A ribbon-cutting ceremony was held Wednesday for the 53,000-square-foot facility situated on 400 acres of farmland between Goehner and Beaver Crossing, the Lincoln Journal Star reported.
Fourteen employees currently work full-time at the station, said Edward Souza, Bayer CropScience director of global wheat breeding. Officials expect as many as 25 people to work full-time, plus interns and seasonal employees for harvest and planting.
Being near the University of Nebraska is one of the reasons Bayer said it decided to build its facility in Nebraska. It has been a strong supporter of plant-breeding research at the college by donating money for wheat and soybean research.
Partnerships with private industry have allowed the school’s agriculture research to grow while public dollars to support it have shrunk, said Ronnie Green, the university’s vice chancellor for the Institute of Agriculture and Natural Resources.
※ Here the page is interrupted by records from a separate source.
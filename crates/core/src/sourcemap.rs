use serde_json::Value;
use thiserror::Error;

/// Keys a source map must carry before anything is extracted from it.
pub const REQUIRED_KEYS: [&str; 3] = ["version", "sources", "sourcesContent"];

/// The parts of a source map needed to restore the original files.
///
/// `sources` and `sources_content` are index-aligned. Their lengths are not
/// checked against each other.
#[derive(Debug, Clone, PartialEq, Eq)]
pub struct SourceMapRecord {
    pub version: i128,
    pub sources: Vec<String>,
    /// `None` where the map holds null or a non-string value.
    pub sources_content: Vec<Option<String>>,
}

#[derive(Error, Debug, Clone, PartialEq, Eq)]
pub enum RecordError {
    #[error("`version` is not an integer")]
    Version,
    #[error("`sources` is not an array of strings")]
    Sources,
    #[error("`sourcesContent` is not an array")]
    SourcesContent,
}

/// True iff `json` is an object holding every key in [`REQUIRED_KEYS`].
pub fn verify(json: &Value) -> bool {
    json.as_object()
        .map_or(false, |obj| REQUIRED_KEYS.iter().all(|key| obj.contains_key(*key)))
}

/// Build a [`SourceMapRecord`] from JSON that already passed [`verify`].
pub fn normalize(json: &Value) -> Result<SourceMapRecord, RecordError> {
    let version = coerce_version(&json["version"]).ok_or(RecordError::Version)?;

    let sources = json["sources"]
        .as_array()
        .ok_or(RecordError::Sources)?
        .iter()
        .map(|s| s.as_str().map(str::to_owned))
        .collect::<Option<Vec<_>>>()
        .ok_or(RecordError::Sources)?;

    let sources_content = json["sourcesContent"]
        .as_array()
        .ok_or(RecordError::SourcesContent)?
        .iter()
        .map(|c| c.as_str().map(str::to_owned))
        .collect();

    Ok(SourceMapRecord {
        version,
        sources,
        sources_content,
    })
}

// Integers pass through, floats truncate toward zero, numeric strings parse.
// Floats outside the i128 range are rejected rather than saturated.
fn coerce_version(value: &Value) -> Option<i128> {
    match value {
        Value::Number(n) => n
            .as_i64()
            .map(i128::from)
            .or_else(|| n.as_u64().map(i128::from))
            .or_else(|| {
                n.as_f64()
                    .filter(|f| f.is_finite() && f.abs() < i128::MAX as f64)
                    .map(|f| f.trunc() as i128)
            }),
        Value::String(s) => s.trim().parse().ok(),
        Value::Bool(b) => Some(i128::from(*b)),
        _ => None,
    }
}
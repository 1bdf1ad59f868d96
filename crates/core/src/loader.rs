use std::fmt;
use std::path::{Path, PathBuf};

use reqwest::{Client, Url};
use serde_json::Value;
use tokio::fs;

use crate::config::FetchConfig;
use crate::error::ExtractError;

/// The single source map a run operates on.
#[derive(Debug, Clone, PartialEq, Eq)]
pub enum Resource {
    Local(PathBuf),
    Remote(String),
}

impl Resource {
    pub fn kind(&self) -> &'static str {
        match self {
            Resource::Local(_) => "local",
            Resource::Remote(_) => "remote",
        }
    }
}

impl fmt::Display for Resource {
    fn fmt(&self, f: &mut fmt::Formatter<'_>) -> fmt::Result {
        match self {
            Resource::Local(path) => write!(f, "{}", path.display()),
            Resource::Remote(url) => f.write_str(url),
        }
    }
}

/// Load the raw JSON behind `resource`.
pub async fn load(resource: &Resource, config: &FetchConfig) -> Result<Value, ExtractError> {
    match resource {
        Resource::Local(path) => load_local(path).await,
        Resource::Remote(url) => load_remote(url, config).await,
    }
}

/// Read a source map from disk and parse it as JSON.
pub async fn load_local(path: &Path) -> Result<Value, ExtractError> {
    let label = path.display().to_string();

    let text = match fs::read_to_string(path).await {
        Ok(text) => text,
        Err(e) if e.kind() == std::io::ErrorKind::NotFound => {
            return Err(ExtractError::NotFound { resource: label });
        }
        Err(source) => return Err(ExtractError::Read { resource: label, source }),
    };
    log::debug!("read {} bytes from {}", text.len(), path.display());

    serde_json::from_str(&text).map_err(|source| ExtractError::Parse { resource: label, source })
}

/// Check that `raw` is an absolute http(s) URL before any request is made.
pub fn parse_remote_url(raw: &str) -> Result<Url, ExtractError> {
    let url = match Url::parse(raw) {
        Ok(url) => url,
        Err(url::ParseError::RelativeUrlWithoutBase) => {
            return Err(ExtractError::MissingSchema { resource: raw.to_string() });
        }
        Err(source) => {
            return Err(ExtractError::InvalidUrl { resource: raw.to_string(), source });
        }
    };

    match url.scheme() {
        "http" | "https" => Ok(url),
        other => Err(ExtractError::UnsupportedScheme {
            resource: raw.to_string(),
            scheme: other.to_string(),
        }),
    }
}

/// Fetch a source map with a single GET and parse the body as JSON.
///
/// The response status is not checked: whatever body comes back is parsed, so
/// an error page surfaces as a parse failure.
pub async fn load_remote(raw: &str, config: &FetchConfig) -> Result<Value, ExtractError> {
    let url = parse_remote_url(raw)?;
    let connection = |source: reqwest::Error| ExtractError::Connection {
        resource: raw.to_string(),
        source,
    };

    let mut builder = Client::builder().user_agent(config.user_agent.as_str());
    if let Some(timeout) = config.timeout {
        builder = builder.timeout(timeout);
    }
    let client = builder.build().map_err(connection)?;

    let response = client.get(url).send().await.map_err(connection)?;
    let status = response.status();
    if !status.is_success() {
        log::warn!("{raw} answered with HTTP {status}");
    }
    let body = response.text().await.map_err(connection)?;
    log::debug!("fetched {} bytes from {raw}", body.len());

    serde_json::from_str(&body).map_err(|source| ExtractError::Parse {
        resource: raw.to_string(),
        source,
    })
}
Gov. Pete Ricketts spoke at the opening and thanked Bayer CropScience for investing in the state and its support for the university.
Ricketts noted that Nebraska is the eighth largest wheat producing state, with around 1.5 million acres harvested in 2014, producing about 71 million bushels. It is the fifth largest soybean state with 5.4 million acres planted, producing around 289 million bushels in 2014.
“Agriculture is the largest industry we have here in this state, employing about 25 percent of Nebraskans,” Ricketts said. “If we’re going to grow Nebraska, we’re going to have to grow agriculture.”